Reminder: Code of conduct
Welcome back again! So far we have covered basic syntax, arrays, if statements, for loops, functions, and plotting. Now we can start building some data analysis skills using statistics.
Today we will start by learning about reading in data files. But of course, let's import numpy and matplotlib first :)
import numpy as np
import matplotlib.pyplot as plt
Up until now, none of the exercises have required you to load in an outside file to the notebook, but this is definitely a skill you'll need! So let's learn how to work with files in python.
We will start with learning how to import a file into Colab. If you run this in Jupyter you can just skip this paragraph. You will have to upload the file before you use it in a notebook. This is not needed if you are running python offline, but since Colab doesn't save your files, you'll have to feed it the file whenever you re-open the notebook. We can talk about more permanent ways to do this later, but for now, here's what to do:
Now that we have our file uploaded to Colab, let's load it into python. We will use numpy.genfromtxt
to read in our CSV file. Wait-- what is a CSV? It stands for Comma-Separated Value. So it's just a file with data points separated by commas! If you open the CSV file on your computer, that is exactly what you will see: numbers separated by commas.
Here's how you import CSV files with np.genfromtxt:
np.genfromtxt(filename, delimiter=",")
The "delimiter" is the character that separates each data point, which here is a comma.

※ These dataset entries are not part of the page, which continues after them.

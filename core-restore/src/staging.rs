//! # Staging Resolver
//!
//! Decides, for each scanned file, which remote workflow it becomes, then
//! produces a sanitized copy ready for import.
//!
//! ## Resolution order
//!
//! The first rule that applies wins:
//!
//! 1. `name+folder`: a remote workflow with the same name at the same location
//! 2. `name-only`: a remote workflow whose name is unique on the instance
//! 3. `manifest-id`: an id recorded for this file by a prior run, still present
//!    under the same name
//! 4. declared id has the wrong shape: cleared (`invalid_id_format`)
//! 5. `no_overwrite` policy: cleared (`no_overwrite_policy`)
//! 6. declared id belongs to a differently named workflow: cleared
//!    (`id_conflict_different_workflow`)
//! 7. declared id already claimed in this batch: cleared (`id_conflict_in_batch`)
//! 8. declared id kept: update if it exists remotely, else create
//!
//! With `preserve_ids` rules 1 to 3 are skipped. A remote id matched by rules
//! 1 to 3 is claimed for the batch; a later file that would match the same id
//! falls through to the declared-id rules.

use bridge_traits::FileSystemAccess;
use bytes::Bytes;
use core_runtime::config::StagingPolicy;
use futures::future::try_join_all;
use serde_json::{Map, Value};
use std::collections::HashSet;
use std::path::PathBuf;
use tracing::{debug, info, instrument};

use crate::index::RemoteEntityIndex;
use crate::manifest::{IntendedAction, ManifestEntry, MatchStrategy, PriorManifest, SanitizationNote};
use crate::model::{is_valid_workflow_id, FolderPath, FolderSegment, WorkflowFile};
use crate::{RestoreError, Result};

/// Sanitized workflow body and where it goes
#[derive(Debug, Clone, PartialEq)]
pub struct StagedCopy {
    pub staged_path: PathBuf,
    pub content: Value,
}

/// Output of a staging pass
#[derive(Debug, Clone, Default)]
pub struct StageOutput {
    pub entries: Vec<ManifestEntry>,
    pub copies: Vec<StagedCopy>,
}

impl StageOutput {
    pub fn creates(&self) -> usize {
        self.count(IntendedAction::Create)
    }

    pub fn updates(&self) -> usize {
        self.count(IntendedAction::Update)
    }

    fn count(&self, action: IntendedAction) -> usize {
        self.entries
            .iter()
            .filter(|e| e.intended_action == action)
            .count()
    }
}

/// Per-batch identity resolver
pub struct StagingResolver<'a> {
    index: &'a RemoteEntityIndex,
    policy: &'a StagingPolicy,
    prior: Option<&'a PriorManifest>,
    target_project: Option<&'a str>,
    staging_dir: PathBuf,
    claimed: HashSet<String>,
}

impl<'a> StagingResolver<'a> {
    pub fn new(
        index: &'a RemoteEntityIndex,
        policy: &'a StagingPolicy,
        staging_dir: impl Into<PathBuf>,
    ) -> Self {
        Self {
            index,
            policy,
            prior: None,
            target_project: None,
            staging_dir: staging_dir.into(),
            claimed: HashSet::new(),
        }
    }

    pub fn with_prior_manifest(mut self, prior: &'a PriorManifest) -> Self {
        self.prior = Some(prior);
        self
    }

    /// Project that overrides every path-derived project, as in folder sync
    pub fn with_target_project(mut self, name: Option<&'a str>) -> Self {
        self.target_project = name;
        self
    }

    /// Resolve every file, in order
    pub fn stage_all(&mut self, files: impl IntoIterator<Item = WorkflowFile>) -> StageOutput {
        let mut output = StageOutput::default();
        for file in files {
            let (entry, copy) = self.resolve(&file);
            output.entries.push(entry);
            output.copies.push(copy);
        }
        output
    }

    /// Decide the identity of one file and build its sanitized copy
    pub fn resolve(&mut self, file: &WorkflowFile) -> (ManifestEntry, StagedCopy) {
        let target = self.target_folder(file);
        let mut entry = ManifestEntry::for_file(file, target.clone());

        let matched = if self.policy.preserve_ids {
            None
        } else {
            self.match_existing(file, &target)
        };

        match matched {
            Some((id, strategy)) => {
                debug!(name = %file.name, workflow_id = %id, %strategy, "Matched remote workflow");
                entry.assigned_id = Some(id.clone());
                entry.existing_id = Some(id);
                entry.match_strategy = Some(strategy);
                entry.intended_action = IntendedAction::Update;
            }
            None => self.apply_declared_id(file, &mut entry),
        }

        if let Some(id) = &entry.assigned_id {
            self.claimed.insert(id.clone());
        }

        let staged_path = self.staging_dir.join(&file.relative_path);
        entry.staged_path = Some(staged_path.to_string_lossy().into_owned());
        let copy = StagedCopy {
            content: sanitize(&file.content, entry.assigned_id.as_deref()),
            staged_path,
        };

        (entry, copy)
    }

    /// File location, or the override for files at the project root
    fn target_folder(&self, file: &WorkflowFile) -> FolderPath {
        let mut target = file.folder.clone();
        if target.is_root() {
            target.segments = self
                .policy
                .folder_override_segments()
                .into_iter()
                .map(FolderSegment::new)
                .collect();
        }
        target
    }

    fn match_existing(
        &self,
        file: &WorkflowFile,
        target: &FolderPath,
    ) -> Option<(String, MatchStrategy)> {
        let project = self.index.target_project(self.target_project, target);
        let unclaimed = |id: &&str| !self.claimed.contains(*id);

        if let Some(id) = self
            .index
            .find_by_location(&project.id, &target.display_path(), &file.name)
            .filter(unclaimed)
        {
            return Some((id.to_string(), MatchStrategy::NameFolder));
        }

        if let Some(id) = self.index.find_unique_name(&file.name).filter(unclaimed) {
            return Some((id.to_string(), MatchStrategy::NameOnly));
        }

        let prior = self.prior?;
        prior
            .candidates(file, target)
            .into_iter()
            .filter(unclaimed)
            .find(|id| {
                self.index
                    .workflow(id)
                    .is_some_and(|remote| remote.name == file.name)
            })
            .map(|id| (id.to_string(), MatchStrategy::ManifestId))
    }

    fn apply_declared_id(&self, file: &WorkflowFile, entry: &mut ManifestEntry) {
        let Some(declared) = file.declared_id.as_deref() else {
            return;
        };

        let note = if !is_valid_workflow_id(declared) {
            debug!(error = %RestoreError::InvalidIdFormat(declared.to_string()), path = %entry.storage_path, "Clearing id");
            Some(SanitizationNote::InvalidIdFormat)
        } else if self.policy.no_overwrite {
            Some(SanitizationNote::NoOverwritePolicy)
        } else if self
            .index
            .workflow(declared)
            .is_some_and(|remote| remote.name != file.name)
        {
            Some(SanitizationNote::IdConflictDifferentWorkflow)
        } else if self.claimed.contains(declared) {
            Some(SanitizationNote::IdConflictInBatch)
        } else {
            None
        };

        match note {
            Some(note) => {
                entry.sanitization_note = Some(note);
                entry.intended_action = IntendedAction::Create;
            }
            None => {
                entry.assigned_id = Some(declared.to_string());
                if self.index.workflow(declared).is_some() {
                    entry.existing_id = Some(declared.to_string());
                    entry.intended_action = IntendedAction::Update;
                }
            }
        }
    }
}

/// Copy of `content` with the id, tags and active flag normalized
pub fn sanitize(content: &Value, assigned_id: Option<&str>) -> Value {
    let mut object = content.as_object().cloned().unwrap_or_default();

    match assigned_id {
        Some(id) => {
            object.insert("id".to_string(), Value::String(id.to_string()));
        }
        None => {
            object.remove("id");
        }
    }

    if let Some(tags) = object.remove("tags") {
        object.insert("tags".to_string(), normalize_tags(&tags));
    }

    let active = object.get("active").map(coerce_bool).unwrap_or(false);
    object.insert("active".to_string(), Value::Bool(active));

    Value::Object(object)
}

/// `[{"name": ..}]`, trimmed, first spelling kept among case-insensitive duplicates
fn normalize_tags(tags: &Value) -> Value {
    let names: Vec<&str> = match tags {
        Value::Array(items) => items
            .iter()
            .filter_map(|item| match item {
                Value::String(name) => Some(name.as_str()),
                Value::Object(tag) => tag.get("name").and_then(Value::as_str),
                _ => None,
            })
            .collect(),
        Value::String(list) => list.split(',').collect(),
        _ => Vec::new(),
    };

    let mut seen = HashSet::new();
    let normalized = names
        .into_iter()
        .map(str::trim)
        .filter(|name| !name.is_empty() && seen.insert(name.to_lowercase()))
        .map(|name| {
            let mut tag = Map::new();
            tag.insert("name".to_string(), Value::String(name.to_string()));
            Value::Object(tag)
        })
        .collect();

    Value::Array(normalized)
}

fn coerce_bool(value: &Value) -> bool {
    match value {
        Value::Bool(flag) => *flag,
        Value::String(text) => matches!(text.trim().to_lowercase().as_str(), "true" | "1" | "yes"),
        Value::Number(number) => number.as_f64().is_some_and(|n| n != 0.0),
        _ => false,
    }
}

/// Write sanitized copies concurrently
#[instrument(skip(fs, copies), fields(count = copies.len()))]
pub async fn write_staged(fs: &dyn FileSystemAccess, copies: &[StagedCopy]) -> Result<()> {
    let writes = copies.iter().map(|copy| async move {
        let body = serde_json::to_vec_pretty(&copy.content).map_err(|e| RestoreError::Scan {
            path: copy.staged_path.clone(),
            message: e.to_string(),
        })?;
        fs.write_file(&copy.staged_path, Bytes::from(body)).await?;
        Ok::<(), RestoreError>(())
    });

    try_join_all(writes).await?;
    info!(count = copies.len(), "Wrote staged copies");
    Ok(())
}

You can use pretty much anything as a delimiter, but commas are pretty typical. In fact, you can export data in Excel as a CSV.

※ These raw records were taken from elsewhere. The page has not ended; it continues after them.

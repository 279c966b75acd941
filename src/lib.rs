//! Workspace placeholder crate.
//!
//! This crate exists to expose shared feature flags that map to the individual
//! workspace crates (`core-restore`, `core-runtime`, `provider-n8n`). Host
//! tooling can depend on `restore-workspace` and enable the documented features
//! without wiring each crate individually.

#[cfg(feature = "desktop-shims")]
pub use core_runtime;

#[cfg(any(feature = "desktop-shims", feature = "n8n"))]
pub use core_restore;

#[cfg(feature = "n8n")]
pub use provider_n8n;
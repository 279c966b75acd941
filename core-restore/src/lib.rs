//! # Core Restore
//!
//! Restores a directory of exported workflow definitions onto a remote
//! automation instance while keeping ids stable and folders in place.
//!
//! ## Overview
//!
//! A restore runs in phases around the platform's own import command:
//!
//! 1. **Index**: [`RemoteEntityIndex`] captures projects, folders and workflows
//! 2. **Scan**: [`TreeScanner`] finds workflow files and derives their target folder
//! 3. **Stage**: [`StagingResolver`] decides each file's identity, writes sanitized
//!    copies and a manifest
//! 4. *(external import of the staged copies)*
//! 5. **Reconcile**: [`reconcile`] ties manifest entries to the ids the import produced
//! 6. **Sync**: [`FolderSynchronizer`] creates folders and moves workflows into them
//! 7. **Report**: [`AuditLog`] and [`RunSummary`]
//!
//! [`RestoreEngine`] wires the phases to a configuration, an event bus and the
//! manifest on disk.
//!
//! ## Usage
//!
//! ```rust,ignore
//! use core_restore::RestoreEngine;
//!
//! let engine = RestoreEngine::new(api, config)?;
//! let before = engine.capture().await?;
//! let index = engine.load_index(&before)?;
//! engine.stage(backup_root, &index).await?;
//!
//! // run the platform import against config.staging_dir
//!
//! let after = engine.capture().await?;
//! engine.reconcile(&before, &after).await?;
//! let mut index = engine.load_index(&after)?;
//! let report = engine.sync(&mut index).await?;
//! println!("{}", engine.summarize(&report).await?);
//! ```

pub mod engine;
pub mod error;
pub mod folder_sync;
pub mod index;
pub mod manifest;
pub mod model;
pub mod reconciler;
pub mod report;
pub mod scanner;
pub mod staging;

pub use engine::{RestoreEngine, StageReport};
pub use error::{RestoreError, Result};
pub use folder_sync::{EntryProgress, FolderSynchronizer, SyncOptions, SyncReport, SyncState};
pub use index::{DuplicateFolder, FolderRecord, IndexOptions, RemoteEntityIndex};
pub use manifest::{
    IntendedAction, ManifestEntry, ManifestStore, MatchStrategy, PriorManifest,
    ResolutionStrategy, SanitizationNote,
};
pub use model::{FolderPath, FolderSegment, RestoreRunId, WorkflowFile};
pub use reconciler::{reconcile, MatchOutcome, ReconcileStats};
pub use report::{AuditLog, AuditRecord, AuditStatus, RunSummary, SummaryOutcome};
pub use scanner::{ScanOptions, TreeScanner};
pub use staging::{sanitize, write_staged, StageOutput, StagedCopy, StagingResolver};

Let's load our file in. We have two columns of data, one for wavelength and the other for the signal intensity, so let's read those in separately. To do this, we can just use our array-slicing skills from Day 1!

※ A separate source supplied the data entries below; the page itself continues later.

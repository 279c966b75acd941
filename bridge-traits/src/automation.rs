//! Automation Platform Abstraction
//!
//! Describes the remote operations the restore engine consumes: listing the
//! project/folder/workflow graph, fetching a single workflow, creating folders
//! and moving workflows between folders under an optimistic-concurrency token.
//!
//! Implementations receive an already-authenticated transport; session and
//! API-key handshakes happen before a connector is constructed.
//!
//! Outcomes that the engine treats as non-fatal (license restrictions, version
//! conflicts) are returned as values rather than errors so callers can branch on
//! them without string matching.

use async_trait::async_trait;
use serde::{Deserialize, Serialize};

use crate::error::Result;

/// Project as listed by the remote instance
#[derive(Debug, Clone, PartialEq, Eq, Serialize, Deserialize)]
#[serde(rename_all = "camelCase")]
pub struct RemoteProject {
    pub id: String,
    pub name: String,
    #[serde(default, skip_serializing_if = "Option::is_none")]
    pub slug: Option<String>,
    /// `personal` or `team`
    #[serde(rename = "type", default, skip_serializing_if = "Option::is_none")]
    pub project_type: Option<String>,
}

impl RemoteProject {
    pub fn is_personal(&self) -> bool {
        self.project_type
            .as_deref()
            .is_some_and(|t| t.eq_ignore_ascii_case("personal"))
    }
}

/// Folder as listed by the remote instance
#[derive(Debug, Clone, PartialEq, Eq, Serialize, Deserialize)]
#[serde(rename_all = "camelCase")]
pub struct RemoteFolder {
    pub id: String,
    pub name: String,
    #[serde(default, skip_serializing_if = "Option::is_none")]
    pub slug: Option<String>,
    /// `None` for folders directly under the project root
    #[serde(default)]
    pub parent_folder_id: Option<String>,
    pub project_id: String,
}

/// Workflow summary as listed by the remote instance
#[derive(Debug, Clone, PartialEq, Eq, Serialize, Deserialize)]
#[serde(rename_all = "camelCase")]
pub struct RemoteWorkflow {
    pub id: String,
    pub name: String,
    /// Optimistic-concurrency token
    #[serde(default)]
    pub version_id: Option<String>,
    #[serde(default)]
    pub parent_folder_id: Option<String>,
    #[serde(default)]
    pub home_project_id: Option<String>,
    /// Identifier carried in the workflow's `meta` block
    #[serde(default, skip_serializing_if = "Option::is_none")]
    pub meta_instance_id: Option<String>,
}

/// Point-in-time view of the remote entity graph
#[derive(Debug, Clone, Default, PartialEq, Eq, Serialize, Deserialize)]
pub struct RemoteSnapshot {
    pub projects: Vec<RemoteProject>,
    pub folders: Vec<RemoteFolder>,
    pub workflows: Vec<RemoteWorkflow>,
}

impl RemoteSnapshot {
    pub fn workflow(&self, id: &str) -> Option<&RemoteWorkflow> {
        self.workflows.iter().find(|w| w.id == id)
    }

    pub fn contains_workflow(&self, id: &str) -> bool {
        self.workflow(id).is_some()
    }
}

/// Result of a folder-creation call
#[derive(Debug, Clone, PartialEq, Eq)]
pub enum FolderCreation {
    Created(RemoteFolder),
    /// The instance's plan does not include folders
    LicenseRestricted { message: String },
}

/// Result of a workflow move/transfer call
#[derive(Debug, Clone, PartialEq, Eq)]
pub enum AssignmentOutcome {
    /// The workflow now lives at the requested location
    Updated { version_id: Option<String> },
    /// The supplied `versionId` was stale
    VersionConflict { message: String },
    /// The instance's plan does not include folders or project transfers
    LicenseRestricted { message: String },
}

/// Remote automation platform trait
///
/// # Example
///
/// ```ignore
/// use bridge_traits::automation::AutomationApi;
///
/// async fn count(api: &dyn AutomationApi) -> Result<usize> {
///     let snapshot = api.snapshot().await?;
///     Ok(snapshot.workflows.len())
/// }
/// ```
#[async_trait]
pub trait AutomationApi: Send + Sync {
    /// List all projects visible to the authenticated user
    async fn list_projects(&self) -> Result<Vec<RemoteProject>>;

    /// List all folders across all projects
    async fn list_folders(&self) -> Result<Vec<RemoteFolder>>;

    /// List all workflows across all projects
    async fn list_workflows(&self) -> Result<Vec<RemoteWorkflow>>;

    /// Fetch one workflow, including its current `versionId`
    async fn get_workflow(&self, id: &str) -> Result<RemoteWorkflow>;

    /// Create a folder under `parent_folder_id` (or the project root)
    async fn create_folder(
        &self,
        name: &str,
        project_id: &str,
        parent_folder_id: Option<&str>,
    ) -> Result<FolderCreation>;

    /// Move a workflow into `folder_id` of `project_id`
    ///
    /// `version_id` is the last-known optimistic-concurrency token. It only
    /// guards moves within the workflow's current project: a cross-project
    /// transfer takes no version token, so implementations may ignore
    /// `version_id` there and a concurrent edit is not detected.
    async fn update_workflow_assignment(
        &self,
        workflow_id: &str,
        project_id: &str,
        folder_id: Option<&str>,
        version_id: Option<&str>,
    ) -> Result<AssignmentOutcome>;

    /// Capture projects, folders and workflows in one call
    async fn snapshot(&self) -> Result<RemoteSnapshot> {
        let projects = self.list_projects().await?;
        let folders = self.list_folders().await?;
        let workflows = self.list_workflows().await?;
        Ok(RemoteSnapshot {
            projects,
            folders,
            workflows,
        })
    }
}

#Load in data in original format
data_columns = np.genfromtxt("spectrum.csv", delimiter = ",")
print(data_columns.shape)
#Assign each column to a variable
wavelength = data_columns[:,0]
signal = data_columns[:,1]
To unpack what just happened a bit:
:
means all) of the first column of data to the variable "wavelength," and all rows of the second column to "signal."We can plot this data and see what it looks like:
plt.plot(wavelength, signal)
plt.xlabel("Wavelength ($\AA$)")
plt.ylabel("Signal intensity ($Erg/s/cm^2/\AA$)")
plt.title("Sample emission spectrum")
plt.show()
This data actually shows light of a specific color that was emitted from some hot plasma out in space! We call this a spectral line.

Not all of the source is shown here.